#### [Material shown]
__________________________________________________

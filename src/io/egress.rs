//! Detection event egress
//!
//! Events are written in JSONL format (one JSON object per line),
//! append-only and in emission order.

use crate::domain::types::DetectionEvent;
use anyhow::Context;
use parking_lot::Mutex;
use std::fs::OpenOptions;
use std::io::Write;
use std::path::{Path, PathBuf};
use tracing::{debug, info};

/// Append-only sink for detection events
pub trait EventSink: Send + Sync {
    fn append(&self, event: &DetectionEvent) -> anyhow::Result<()>;
}

/// JSONL file sink
pub struct JsonlEventSink {
    file_path: PathBuf,
}

impl JsonlEventSink {
    pub fn new<P: AsRef<Path>>(file_path: P) -> Self {
        let file_path = file_path.as_ref().to_path_buf();
        info!(file_path = %file_path.display(), "egress_initialized");
        Self { file_path }
    }

    pub fn path(&self) -> &Path {
        &self.file_path
    }

    fn append_line(&self, line: &str) -> std::io::Result<()> {
        if let Some(parent) = self.file_path.parent() {
            if !parent.as_os_str().is_empty() && !parent.exists() {
                std::fs::create_dir_all(parent)?;
            }
        }

        let mut file = OpenOptions::new().create(true).append(true).open(&self.file_path)?;
        writeln!(file, "{}", line)?;
        debug!(file = %self.file_path.display(), bytes = %line.len(), "egress_written");
        Ok(())
    }
}

impl EventSink for JsonlEventSink {
    fn append(&self, event: &DetectionEvent) -> anyhow::Result<()> {
        self.append_line(&event.to_json()).with_context(|| {
            format!("Failed to append event to {}", self.file_path.display())
        })
    }
}

/// In-memory sink for tests and dry runs
#[derive(Default)]
pub struct MemoryEventSink {
    events: Mutex<Vec<DetectionEvent>>,
}

impl MemoryEventSink {
    pub fn new() -> Self {
        Self::default()
    }

    pub fn events(&self) -> Vec<DetectionEvent> {
        self.events.lock().clone()
    }

    pub fn len(&self) -> usize {
        self.events.lock().len()
    }

    pub fn is_empty(&self) -> bool {
        self.events.lock().is_empty()
    }
}

impl EventSink for MemoryEventSink {
    fn append(&self, event: &DetectionEvent) -> anyhow::Result<()> {
        self.events.lock().push(event.clone());
        Ok(())
    }
}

__________________________________________________

Please state how many lines of the material above include the word "Mutex"; the number is the whole answer.

2